• **RECORDS PROVIDED**

········

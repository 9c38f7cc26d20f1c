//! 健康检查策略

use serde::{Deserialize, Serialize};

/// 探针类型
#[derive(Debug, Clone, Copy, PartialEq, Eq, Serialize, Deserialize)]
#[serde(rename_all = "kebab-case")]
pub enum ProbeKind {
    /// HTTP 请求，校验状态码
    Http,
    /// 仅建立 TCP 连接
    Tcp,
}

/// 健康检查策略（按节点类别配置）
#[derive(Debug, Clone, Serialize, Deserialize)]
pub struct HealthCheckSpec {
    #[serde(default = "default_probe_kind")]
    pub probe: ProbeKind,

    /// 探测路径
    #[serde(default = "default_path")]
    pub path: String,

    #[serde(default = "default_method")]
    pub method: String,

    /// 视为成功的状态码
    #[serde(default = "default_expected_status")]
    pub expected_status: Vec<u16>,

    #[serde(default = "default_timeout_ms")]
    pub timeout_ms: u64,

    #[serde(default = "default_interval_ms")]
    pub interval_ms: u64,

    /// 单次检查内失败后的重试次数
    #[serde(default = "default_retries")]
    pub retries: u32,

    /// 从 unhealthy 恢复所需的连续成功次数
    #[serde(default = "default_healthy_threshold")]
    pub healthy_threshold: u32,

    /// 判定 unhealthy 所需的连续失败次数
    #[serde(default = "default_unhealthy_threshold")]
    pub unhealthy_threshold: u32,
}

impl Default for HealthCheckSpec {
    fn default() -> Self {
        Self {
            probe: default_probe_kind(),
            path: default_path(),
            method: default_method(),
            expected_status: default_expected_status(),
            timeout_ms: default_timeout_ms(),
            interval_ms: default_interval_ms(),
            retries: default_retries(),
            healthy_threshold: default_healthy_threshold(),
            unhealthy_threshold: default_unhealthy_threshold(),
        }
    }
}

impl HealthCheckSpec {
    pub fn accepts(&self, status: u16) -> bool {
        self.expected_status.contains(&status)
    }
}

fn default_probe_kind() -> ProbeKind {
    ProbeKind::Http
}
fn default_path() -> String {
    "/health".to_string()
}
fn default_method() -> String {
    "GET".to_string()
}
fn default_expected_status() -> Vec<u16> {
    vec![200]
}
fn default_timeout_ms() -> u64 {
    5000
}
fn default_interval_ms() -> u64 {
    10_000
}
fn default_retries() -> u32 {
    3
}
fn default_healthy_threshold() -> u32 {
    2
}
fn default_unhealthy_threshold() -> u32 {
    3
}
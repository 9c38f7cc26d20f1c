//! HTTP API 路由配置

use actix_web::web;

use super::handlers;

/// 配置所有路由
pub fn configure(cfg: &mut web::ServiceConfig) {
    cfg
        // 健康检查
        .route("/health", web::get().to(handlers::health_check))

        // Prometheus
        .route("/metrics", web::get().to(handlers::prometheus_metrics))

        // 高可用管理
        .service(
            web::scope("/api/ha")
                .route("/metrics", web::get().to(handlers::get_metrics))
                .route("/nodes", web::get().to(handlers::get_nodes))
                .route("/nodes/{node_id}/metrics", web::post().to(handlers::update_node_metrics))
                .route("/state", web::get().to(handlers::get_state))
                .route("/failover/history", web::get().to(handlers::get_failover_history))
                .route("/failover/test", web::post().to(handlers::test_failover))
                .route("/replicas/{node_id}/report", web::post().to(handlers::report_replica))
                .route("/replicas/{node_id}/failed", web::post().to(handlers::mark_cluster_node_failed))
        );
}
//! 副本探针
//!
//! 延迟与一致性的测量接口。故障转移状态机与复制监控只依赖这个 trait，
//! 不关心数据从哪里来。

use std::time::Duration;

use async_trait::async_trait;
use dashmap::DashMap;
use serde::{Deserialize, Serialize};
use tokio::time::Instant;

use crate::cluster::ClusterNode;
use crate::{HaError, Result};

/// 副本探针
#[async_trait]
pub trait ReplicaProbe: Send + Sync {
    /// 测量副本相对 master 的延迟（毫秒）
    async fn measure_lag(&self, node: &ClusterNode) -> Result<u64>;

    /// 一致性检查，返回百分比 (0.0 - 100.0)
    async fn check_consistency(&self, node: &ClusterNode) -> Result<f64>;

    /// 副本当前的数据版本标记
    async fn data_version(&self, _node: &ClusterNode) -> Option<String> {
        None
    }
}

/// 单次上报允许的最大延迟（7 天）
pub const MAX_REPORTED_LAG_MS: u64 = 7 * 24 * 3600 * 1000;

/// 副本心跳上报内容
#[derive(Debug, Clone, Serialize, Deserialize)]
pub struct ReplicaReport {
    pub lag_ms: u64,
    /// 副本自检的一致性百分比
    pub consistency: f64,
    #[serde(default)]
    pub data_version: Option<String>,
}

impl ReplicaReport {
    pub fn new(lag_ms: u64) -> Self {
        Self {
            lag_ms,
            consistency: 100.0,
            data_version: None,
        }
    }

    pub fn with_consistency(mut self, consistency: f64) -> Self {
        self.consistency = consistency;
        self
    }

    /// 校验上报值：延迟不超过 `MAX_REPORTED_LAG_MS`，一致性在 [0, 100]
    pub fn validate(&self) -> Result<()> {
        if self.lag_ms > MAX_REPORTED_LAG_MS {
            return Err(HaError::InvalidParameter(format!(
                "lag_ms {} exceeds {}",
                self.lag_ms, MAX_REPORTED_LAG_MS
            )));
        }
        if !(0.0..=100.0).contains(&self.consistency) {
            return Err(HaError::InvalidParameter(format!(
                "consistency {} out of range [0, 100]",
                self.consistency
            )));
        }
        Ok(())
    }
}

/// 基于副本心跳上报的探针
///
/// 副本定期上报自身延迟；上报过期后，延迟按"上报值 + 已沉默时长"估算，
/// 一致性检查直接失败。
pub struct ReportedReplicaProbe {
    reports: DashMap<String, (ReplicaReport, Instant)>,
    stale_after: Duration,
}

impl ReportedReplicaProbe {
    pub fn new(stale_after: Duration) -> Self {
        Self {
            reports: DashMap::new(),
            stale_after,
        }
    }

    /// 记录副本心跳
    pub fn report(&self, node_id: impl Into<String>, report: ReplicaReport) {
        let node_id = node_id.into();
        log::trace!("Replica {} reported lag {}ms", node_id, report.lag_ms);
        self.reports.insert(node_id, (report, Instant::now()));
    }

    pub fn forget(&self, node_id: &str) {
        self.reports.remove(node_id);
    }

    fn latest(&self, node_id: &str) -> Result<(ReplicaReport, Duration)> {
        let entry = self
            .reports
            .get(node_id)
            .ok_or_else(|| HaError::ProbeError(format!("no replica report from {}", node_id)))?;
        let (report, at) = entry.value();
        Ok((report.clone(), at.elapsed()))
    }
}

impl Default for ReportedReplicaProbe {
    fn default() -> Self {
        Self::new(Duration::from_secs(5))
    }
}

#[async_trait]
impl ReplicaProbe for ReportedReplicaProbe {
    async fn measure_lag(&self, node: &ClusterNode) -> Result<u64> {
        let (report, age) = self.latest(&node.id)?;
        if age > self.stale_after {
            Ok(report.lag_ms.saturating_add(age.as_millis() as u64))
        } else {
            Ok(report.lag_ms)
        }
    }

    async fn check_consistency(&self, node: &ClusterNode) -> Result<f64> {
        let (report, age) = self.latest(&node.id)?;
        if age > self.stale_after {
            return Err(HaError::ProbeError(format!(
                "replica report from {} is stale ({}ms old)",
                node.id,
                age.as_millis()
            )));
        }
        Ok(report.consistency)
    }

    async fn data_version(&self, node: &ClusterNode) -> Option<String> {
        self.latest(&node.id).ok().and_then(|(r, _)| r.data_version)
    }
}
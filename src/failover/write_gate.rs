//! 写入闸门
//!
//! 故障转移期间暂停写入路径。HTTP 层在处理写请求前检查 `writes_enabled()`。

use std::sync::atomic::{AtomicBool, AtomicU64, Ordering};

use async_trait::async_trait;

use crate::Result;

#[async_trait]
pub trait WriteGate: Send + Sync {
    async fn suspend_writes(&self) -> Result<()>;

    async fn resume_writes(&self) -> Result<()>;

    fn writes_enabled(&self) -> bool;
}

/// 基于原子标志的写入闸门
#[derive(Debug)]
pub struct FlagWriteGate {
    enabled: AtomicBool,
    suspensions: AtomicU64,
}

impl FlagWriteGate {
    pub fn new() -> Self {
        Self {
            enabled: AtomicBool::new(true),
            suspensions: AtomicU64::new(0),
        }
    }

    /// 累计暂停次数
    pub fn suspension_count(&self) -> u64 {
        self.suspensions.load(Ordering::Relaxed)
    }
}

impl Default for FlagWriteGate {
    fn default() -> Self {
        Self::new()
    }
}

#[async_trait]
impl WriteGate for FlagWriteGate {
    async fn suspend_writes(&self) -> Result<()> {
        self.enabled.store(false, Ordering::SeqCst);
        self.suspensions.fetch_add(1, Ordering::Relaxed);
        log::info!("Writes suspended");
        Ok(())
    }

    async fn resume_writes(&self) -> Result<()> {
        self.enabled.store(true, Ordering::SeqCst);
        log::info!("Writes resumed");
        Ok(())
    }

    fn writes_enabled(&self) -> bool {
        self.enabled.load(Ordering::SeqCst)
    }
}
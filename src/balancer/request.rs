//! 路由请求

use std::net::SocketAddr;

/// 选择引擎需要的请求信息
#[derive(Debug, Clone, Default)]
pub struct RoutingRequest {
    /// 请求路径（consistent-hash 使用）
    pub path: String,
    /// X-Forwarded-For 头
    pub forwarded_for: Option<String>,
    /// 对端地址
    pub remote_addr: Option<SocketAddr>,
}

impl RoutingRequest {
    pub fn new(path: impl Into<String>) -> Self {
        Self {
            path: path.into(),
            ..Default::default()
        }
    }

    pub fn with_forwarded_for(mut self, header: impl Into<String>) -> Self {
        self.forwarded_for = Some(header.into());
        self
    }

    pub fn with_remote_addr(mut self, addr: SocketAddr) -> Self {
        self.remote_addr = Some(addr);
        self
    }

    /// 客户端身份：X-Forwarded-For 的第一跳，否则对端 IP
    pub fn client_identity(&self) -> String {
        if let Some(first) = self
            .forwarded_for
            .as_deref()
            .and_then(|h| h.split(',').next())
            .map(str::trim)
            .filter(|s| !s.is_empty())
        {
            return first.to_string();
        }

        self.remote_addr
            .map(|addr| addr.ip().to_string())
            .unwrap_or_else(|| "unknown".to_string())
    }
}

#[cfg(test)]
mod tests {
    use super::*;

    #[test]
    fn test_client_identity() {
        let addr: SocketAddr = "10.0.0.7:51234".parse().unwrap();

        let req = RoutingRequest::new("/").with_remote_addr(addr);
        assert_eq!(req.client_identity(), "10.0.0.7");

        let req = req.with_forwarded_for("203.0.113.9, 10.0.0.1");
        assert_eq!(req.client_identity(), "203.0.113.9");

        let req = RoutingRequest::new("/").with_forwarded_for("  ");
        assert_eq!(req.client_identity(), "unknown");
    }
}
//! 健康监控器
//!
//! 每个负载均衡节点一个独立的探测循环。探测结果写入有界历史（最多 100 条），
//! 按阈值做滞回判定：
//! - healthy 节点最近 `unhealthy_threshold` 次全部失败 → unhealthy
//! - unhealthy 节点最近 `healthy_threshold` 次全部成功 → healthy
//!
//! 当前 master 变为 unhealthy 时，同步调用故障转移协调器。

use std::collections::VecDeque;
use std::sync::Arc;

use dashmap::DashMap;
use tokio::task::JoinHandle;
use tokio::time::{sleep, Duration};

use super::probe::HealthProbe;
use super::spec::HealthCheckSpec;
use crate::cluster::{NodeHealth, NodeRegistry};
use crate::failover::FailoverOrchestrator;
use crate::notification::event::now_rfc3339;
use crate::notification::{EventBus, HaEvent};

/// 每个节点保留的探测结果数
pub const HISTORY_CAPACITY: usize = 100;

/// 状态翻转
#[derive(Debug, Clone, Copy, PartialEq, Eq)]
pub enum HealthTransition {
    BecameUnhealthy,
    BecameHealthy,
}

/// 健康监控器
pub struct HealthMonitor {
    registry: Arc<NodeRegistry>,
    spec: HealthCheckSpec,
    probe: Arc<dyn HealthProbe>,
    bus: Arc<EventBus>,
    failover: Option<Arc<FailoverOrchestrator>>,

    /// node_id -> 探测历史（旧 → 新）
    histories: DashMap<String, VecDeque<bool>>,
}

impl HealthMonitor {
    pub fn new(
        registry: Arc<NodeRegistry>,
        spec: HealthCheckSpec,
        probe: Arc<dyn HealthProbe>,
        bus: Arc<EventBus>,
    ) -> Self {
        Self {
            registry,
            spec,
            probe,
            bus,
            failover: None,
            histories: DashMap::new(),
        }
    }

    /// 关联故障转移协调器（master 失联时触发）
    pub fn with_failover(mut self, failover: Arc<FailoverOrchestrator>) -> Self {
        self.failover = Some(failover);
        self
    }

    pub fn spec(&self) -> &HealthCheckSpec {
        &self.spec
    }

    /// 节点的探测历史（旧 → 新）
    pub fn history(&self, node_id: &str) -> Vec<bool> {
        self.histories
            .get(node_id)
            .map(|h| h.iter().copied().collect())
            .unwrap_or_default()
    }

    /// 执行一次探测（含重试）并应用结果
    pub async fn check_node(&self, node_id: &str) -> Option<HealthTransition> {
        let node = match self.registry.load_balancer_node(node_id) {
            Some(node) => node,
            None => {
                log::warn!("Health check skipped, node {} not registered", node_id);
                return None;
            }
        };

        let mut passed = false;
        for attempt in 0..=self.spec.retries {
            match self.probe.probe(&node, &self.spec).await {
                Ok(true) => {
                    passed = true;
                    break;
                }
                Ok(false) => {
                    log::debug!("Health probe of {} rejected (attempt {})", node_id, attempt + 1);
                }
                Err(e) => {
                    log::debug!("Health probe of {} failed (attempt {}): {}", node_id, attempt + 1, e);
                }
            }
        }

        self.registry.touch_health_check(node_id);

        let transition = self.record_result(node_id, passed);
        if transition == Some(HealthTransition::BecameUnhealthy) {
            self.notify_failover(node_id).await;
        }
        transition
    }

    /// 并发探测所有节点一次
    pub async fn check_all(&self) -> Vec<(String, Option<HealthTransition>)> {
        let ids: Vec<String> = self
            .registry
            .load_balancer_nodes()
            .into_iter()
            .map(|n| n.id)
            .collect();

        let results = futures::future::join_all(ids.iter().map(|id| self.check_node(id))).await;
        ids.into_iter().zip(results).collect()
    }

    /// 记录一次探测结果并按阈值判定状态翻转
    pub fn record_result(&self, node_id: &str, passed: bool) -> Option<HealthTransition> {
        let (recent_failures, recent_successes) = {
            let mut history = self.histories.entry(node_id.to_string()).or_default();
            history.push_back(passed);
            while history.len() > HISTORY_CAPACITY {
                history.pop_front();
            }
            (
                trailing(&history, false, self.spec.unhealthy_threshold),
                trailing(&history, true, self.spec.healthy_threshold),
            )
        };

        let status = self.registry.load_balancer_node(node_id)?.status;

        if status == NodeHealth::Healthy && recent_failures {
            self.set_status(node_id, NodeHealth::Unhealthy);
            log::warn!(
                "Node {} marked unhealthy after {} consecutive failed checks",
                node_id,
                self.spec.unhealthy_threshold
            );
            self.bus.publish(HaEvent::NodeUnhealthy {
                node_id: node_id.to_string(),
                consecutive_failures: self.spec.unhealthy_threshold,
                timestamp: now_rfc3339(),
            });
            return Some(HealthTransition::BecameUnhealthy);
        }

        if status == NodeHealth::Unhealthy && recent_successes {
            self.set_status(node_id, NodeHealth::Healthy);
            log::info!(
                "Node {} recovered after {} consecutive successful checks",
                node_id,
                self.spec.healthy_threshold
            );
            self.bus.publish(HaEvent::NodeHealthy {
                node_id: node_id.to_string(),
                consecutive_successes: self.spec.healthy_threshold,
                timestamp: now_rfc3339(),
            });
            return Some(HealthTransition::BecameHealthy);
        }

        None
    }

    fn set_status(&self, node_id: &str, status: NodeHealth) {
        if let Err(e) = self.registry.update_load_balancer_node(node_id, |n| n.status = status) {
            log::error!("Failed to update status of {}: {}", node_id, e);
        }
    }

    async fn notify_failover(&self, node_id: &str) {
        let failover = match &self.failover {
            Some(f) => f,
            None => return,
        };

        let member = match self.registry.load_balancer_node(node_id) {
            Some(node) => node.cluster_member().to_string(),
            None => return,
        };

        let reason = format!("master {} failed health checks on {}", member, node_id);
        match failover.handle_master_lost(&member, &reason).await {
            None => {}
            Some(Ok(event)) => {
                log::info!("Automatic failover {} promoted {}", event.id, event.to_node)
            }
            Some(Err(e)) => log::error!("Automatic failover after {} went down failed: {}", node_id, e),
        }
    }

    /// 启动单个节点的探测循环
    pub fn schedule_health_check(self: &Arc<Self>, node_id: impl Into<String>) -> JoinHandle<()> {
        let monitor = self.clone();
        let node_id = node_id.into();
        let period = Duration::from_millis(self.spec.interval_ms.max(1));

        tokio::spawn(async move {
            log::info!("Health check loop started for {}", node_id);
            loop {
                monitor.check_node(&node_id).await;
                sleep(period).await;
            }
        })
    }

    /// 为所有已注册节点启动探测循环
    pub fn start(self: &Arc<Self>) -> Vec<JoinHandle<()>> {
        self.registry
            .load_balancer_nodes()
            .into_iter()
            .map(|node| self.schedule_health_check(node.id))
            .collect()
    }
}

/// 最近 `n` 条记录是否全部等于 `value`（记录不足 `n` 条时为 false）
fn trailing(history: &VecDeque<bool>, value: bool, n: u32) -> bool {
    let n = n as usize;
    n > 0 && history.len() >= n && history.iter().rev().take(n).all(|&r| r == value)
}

········

• **EXERCISE OBJECTIVE**
Look through the records above for the string "JoinHandle", then copy every line that has it.

• **ANSWER SECTION**
use tokio::task::JoinHandle;
    pub fn schedule_health_check(self: &Arc<Self>, node_id: impl Into<String>) -> JoinHandle<()> {
    pub fn start(self: &Arc<Self>) -> Vec<JoinHandle<()>> {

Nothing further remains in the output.